◆ The task
I would like each line of the data that holds the word "http" copied out.

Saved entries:
● ● ●
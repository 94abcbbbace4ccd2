//! `/admin-api/{*path}` passthrough to the authority's admin API.
//!
//! Any admin call the browser makes goes through the same forwarding and
//! cookie contract as the login flow, so the authority never has to accept
//! cross-origin requests.

use std::sync::Arc;
use std::time::Instant;

use axum::{
    body::Bytes,
    extract::{rejection::BytesRejection, State},
    http::{HeaderValue, Method, Uri},
    response::Response,
};
use serde_json::Value;

use crate::error::{GatewayError, GatewayResult};
use crate::http::response::{json_response, json_response_with_type};
use crate::relay::inbound::optional_json_body;
use crate::relay::translate::{attach_cookies, header_cookies, EntrySelection};
use crate::relay::{finish, Endpoint, InboundRequest, Relay, ADMIN_API_ROUTE_PREFIX};
use crate::upstream::{UpstreamRequest, UpstreamResponse};

pub async fn admin_api(
    State(relay): State<Arc<Relay>>,
    inbound: InboundRequest,
    method: Method,
    uri: Uri,
    body: Result<Bytes, BytesRejection>,
) -> Response {
    let start = Instant::now();
    let result = relay_admin_api(&relay, inbound, method, uri, body).await;
    finish(Endpoint::AdminApi, start, result)
}

async fn relay_admin_api(
    relay: &Relay,
    inbound: InboundRequest,
    method: Method,
    uri: Uri,
    body: Result<Bytes, BytesRejection>,
) -> GatewayResult<Response> {
    let sub_path = admin_sub_path(uri.path())?;
    let upstream_path = format!(
        "{}/{}",
        relay.upstream.admin_api_prefix.trim_end_matches('/'),
        sub_path
    );

    let body = if method == Method::GET || method == Method::HEAD {
        None
    } else {
        optional_json_body(body, relay.max_body_size)?
    };

    tracing::debug!(method = %method, path = %upstream_path, "Relaying admin API call");

    let request = UpstreamRequest {
        method,
        url: relay.client.endpoint(&upstream_path, uri.query()),
        headers: inbound.forwarding.to_upstream(&relay.trust_marker, true),
        body,
    };

    let upstream = relay.client.send(request).await?;

    let cookies = header_cookies(
        Endpoint::AdminApi,
        upstream.raw_set_cookie(),
        EntrySelection::First,
        relay.cookie_policy,
        None,
    );

    let mut response = into_json_response(upstream)?;
    attach_cookies(Endpoint::AdminApi, &mut response, &cookies);
    Ok(response)
}

/// Strip the route prefix and refuse dot segments that would climb out of
/// the admin API on the authority.
fn admin_sub_path(path: &str) -> GatewayResult<&str> {
    let sub_path = path
        .strip_prefix(ADMIN_API_ROUTE_PREFIX)
        .unwrap_or(path)
        .trim_start_matches('/');

    let climbs = sub_path.split('/').any(|segment| {
        let decoded = segment.to_ascii_lowercase().replace("%2e", ".");
        decoded == "." || decoded == ".."
    });
    if climbs || sub_path.is_empty() {
        return Err(GatewayError::InvalidPath(path.to_string()));
    }
    Ok(sub_path)
}

/// JSON bodies pass through verbatim; anything else is wrapped as a JSON string.
fn into_json_response(upstream: UpstreamResponse) -> GatewayResult<Response> {
    if upstream.is_json() {
        if upstream.body.is_empty() {
            return Ok(json_response(upstream.status, Bytes::from_static(b"null")));
        }
        upstream.json()?;
        let content_type = upstream
            .content_type
            .as_deref()
            .and_then(|ct| HeaderValue::from_str(ct).ok())
            .unwrap_or_else(|| HeaderValue::from_static("application/json"));
        return Ok(json_response_with_type(upstream.status, upstream.body, content_type));
    }

    let text = String::from_utf8_lossy(&upstream.body).into_owned();
    let wrapped = serde_json::to_vec(&Value::String(text)).map_err(GatewayError::InvalidUpstreamBody)?;
    Ok(json_response(upstream.status, Bytes::from(wrapped)))
}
● ● ●
◆ Finished exercise
    http::{HeaderValue, Method, Uri},
use crate::http::response::{json_response, json_response_with_type};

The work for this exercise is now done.